Take Magna Carta. It is one of the world’s most famous documents—the West’s charter of liberty and democracy. Except it wasn’t. John and the barons disowned it within nine weeks and threw it in the bin, where it lay unused and irrelevant for centuries. Our modern image of its significance was only invented in the 1600s, when it was resurrected and dubiously hoisted as a battle standard for the will of the people against tyranny.
Or take Henry’s break from Rome, and the transformation of English religion finished by his children, Edward VI and Elizabeth I. We now know many of the changes were implemented with state terror and violence—the Tudors effectively massacred their people into a new religion. And yet, the Tudor spin machine constructed its story of Henry the benign Renaissance spiritual liberator so well that it is still taught in schools around the world.
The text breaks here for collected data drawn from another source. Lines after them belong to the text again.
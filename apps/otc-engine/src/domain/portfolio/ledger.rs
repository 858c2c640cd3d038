//! Reservation Ledger
//!
//! Pure bookkeeping over `PortfolioEntry` holdings. The three release
//! paths are semantically distinct and deliberately separate methods:
//! compensation returns shares to the public pool, expiry returns them
//! to private holdings, and exercise transfers them to the buyer.

use rust_decimal::Decimal;

use super::entry::PortfolioEntry;
use super::errors::PortfolioError;
use crate::domain::shared::{Money, ShareCount};

/// Stateless bookkeeping service for share reservations.
#[derive(Debug, Clone, Copy, Default)]
pub struct ReservationLedger;

impl ReservationLedger {
    /// Create a new ledger.
    #[must_use]
    pub const fn new() -> Self {
        Self
    }

    /// Pledge `qty` public shares to an accepted offer.
    ///
    /// # Errors
    ///
    /// Returns `AmountNotEnough` if fewer than `qty` shares are public.
    pub fn reserve(&self, entry: &mut PortfolioEntry, qty: ShareCount) -> Result<(), PortfolioError> {
        if entry.public_amount() < qty {
            return Err(PortfolioError::AmountNotEnough {
                requested: qty.get(),
                available: entry.public_amount().get(),
            });
        }
        let public = entry.public_amount().checked_sub(qty).map_err(|_| {
            PortfolioError::AmountNotEnough {
                requested: qty.get(),
                available: entry.public_amount().get(),
            }
        })?;
        let reserved = entry.reserved_amount().checked_add(qty).map_err(|_| {
            PortfolioError::InvariantViolation {
                amount: entry.amount().get(),
                public: public.get(),
                reserved: entry.reserved_amount().get(),
            }
        })?;
        entry.set_holdings(entry.amount(), public, reserved)
    }

    /// Return `qty` reserved shares to the public pool.
    ///
    /// Compensation path: a failed premium payment reopens the offer, so
    /// the shares go back on the market.
    ///
    /// # Errors
    ///
    /// Returns `ReservedNotEnough` if fewer than `qty` shares are reserved.
    pub fn release_to_public(
        &self,
        entry: &mut PortfolioEntry,
        qty: ShareCount,
    ) -> Result<(), PortfolioError> {
        let reserved = self.take_reserved(entry, qty)?;
        let public = entry.public_amount().checked_add(qty).map_err(|_| {
            PortfolioError::InvariantViolation {
                amount: entry.amount().get(),
                public: entry.public_amount().get(),
                reserved: reserved.get(),
            }
        })?;
        entry.set_holdings(entry.amount(), public, reserved)
    }

    /// Return `qty` reserved shares to private holdings.
    ///
    /// Expiry path: shares that backed an expired option are not
    /// re-offered automatically; they stay owned and leave the pledge.
    ///
    /// # Errors
    ///
    /// Returns `ReservedNotEnough` if fewer than `qty` shares are reserved.
    pub fn release_to_private(
        &self,
        entry: &mut PortfolioEntry,
        qty: ShareCount,
    ) -> Result<(), PortfolioError> {
        let reserved = self.take_reserved(entry, qty)?;
        entry.set_holdings(entry.amount(), entry.public_amount(), reserved)
    }

    /// Move `qty` reserved shares from seller to buyer at `price`.
    ///
    /// The buyer's weighted-average price is recomputed exactly as a
    /// normal purchase would:
    /// `(old_avg × old_qty + price × qty) / (old_qty + qty)`.
    ///
    /// # Errors
    ///
    /// Returns `ReservedNotEnough` if the seller has fewer than `qty`
    /// shares reserved.
    pub fn transfer_ownership(
        &self,
        seller: &mut PortfolioEntry,
        buyer: &mut PortfolioEntry,
        qty: ShareCount,
        price: Money,
    ) -> Result<(), PortfolioError> {
        let seller_reserved = self.take_reserved(seller, qty)?;
        let seller_amount = seller.amount().checked_sub(qty).map_err(|_| {
            PortfolioError::InvariantViolation {
                amount: seller.amount().get(),
                public: seller.public_amount().get(),
                reserved: seller_reserved.get(),
            }
        })?;

        let old_qty = buyer.amount();
        let new_qty = old_qty.checked_add(qty).map_err(|_| {
            PortfolioError::InvariantViolation {
                amount: old_qty.get(),
                public: buyer.public_amount().get(),
                reserved: buyer.reserved_amount().get(),
            }
        })?;

        let new_avg = if new_qty.is_zero() {
            Money::ZERO
        } else {
            let cost = buyer.average_price() * old_qty.get() + price * qty.get();
            (cost / Decimal::from(new_qty.get())).round()
        };

        seller.set_holdings(seller_amount, seller.public_amount(), seller_reserved)?;
        buyer.set_holdings(new_qty, buyer.public_amount(), buyer.reserved_amount())?;
        buyer.set_average_price(new_avg);
        Ok(())
    }

    fn take_reserved(
        &self,
        entry: &PortfolioEntry,
        qty: ShareCount,
    ) -> Result<ShareCount, PortfolioError> {
        entry.reserved_amount().checked_sub(qty).map_err(|_| {
            PortfolioError::ReservedNotEnough {
                requested: qty.get(),
                reserved: entry.reserved_amount().get(),
            }
        })
    }
}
In fact, a lot of the history we learn turns out to be only half the picture. Worse, some of it is just plain wrong. There are so many examples. People learn that Constantine the Great made Christianity the state religion of the Roman Empire in AD 313. He didn’t. Theodosius I did in AD 380. Everyone knows that Christopher Columbus discovered North America. Except he didn’t. He never even set foot there. He found a few islands in the Caribbean, parts of Central America, and the eastern tip of Venezuela, but had no idea North America even existed.
The list of myths we honour as history is enormous. Sometimes we are being purposefully misled. Other times we mislead ourselves, seeing only what we want.
My first history teacher fought in the Battle of Britain. Dozens of lovingly-assembled and painted model Spitfires, Hurricanes, Messerschmitts, Stukas, and the rest hung on invisible cotton threads from the ceiling of his classroom. Looking up instantly transported me to sunny rural airfields in 1940, where gangs of young men puffing pipes were scrambled into the air for the dogfights of their lives. Only in later life did I find out that he had been a flight instructor. It wasn’t his fault we all thought he was a fighter ace. We simply saw what we wanted.
Many of the stories in this book are about setting the record straight. Or, at least, presenting another perspective. They first appeared in The Daily Telegraph and The Spectator, designed to give historical context to contemporary events or anniversaries.
I have rewritten some of the titles, and there is a list at the back of where and when each article first appeared. I have left the content of the stories unchanged.
I hope you enjoy them, and that—in their own way—they show history to be so much more than we think.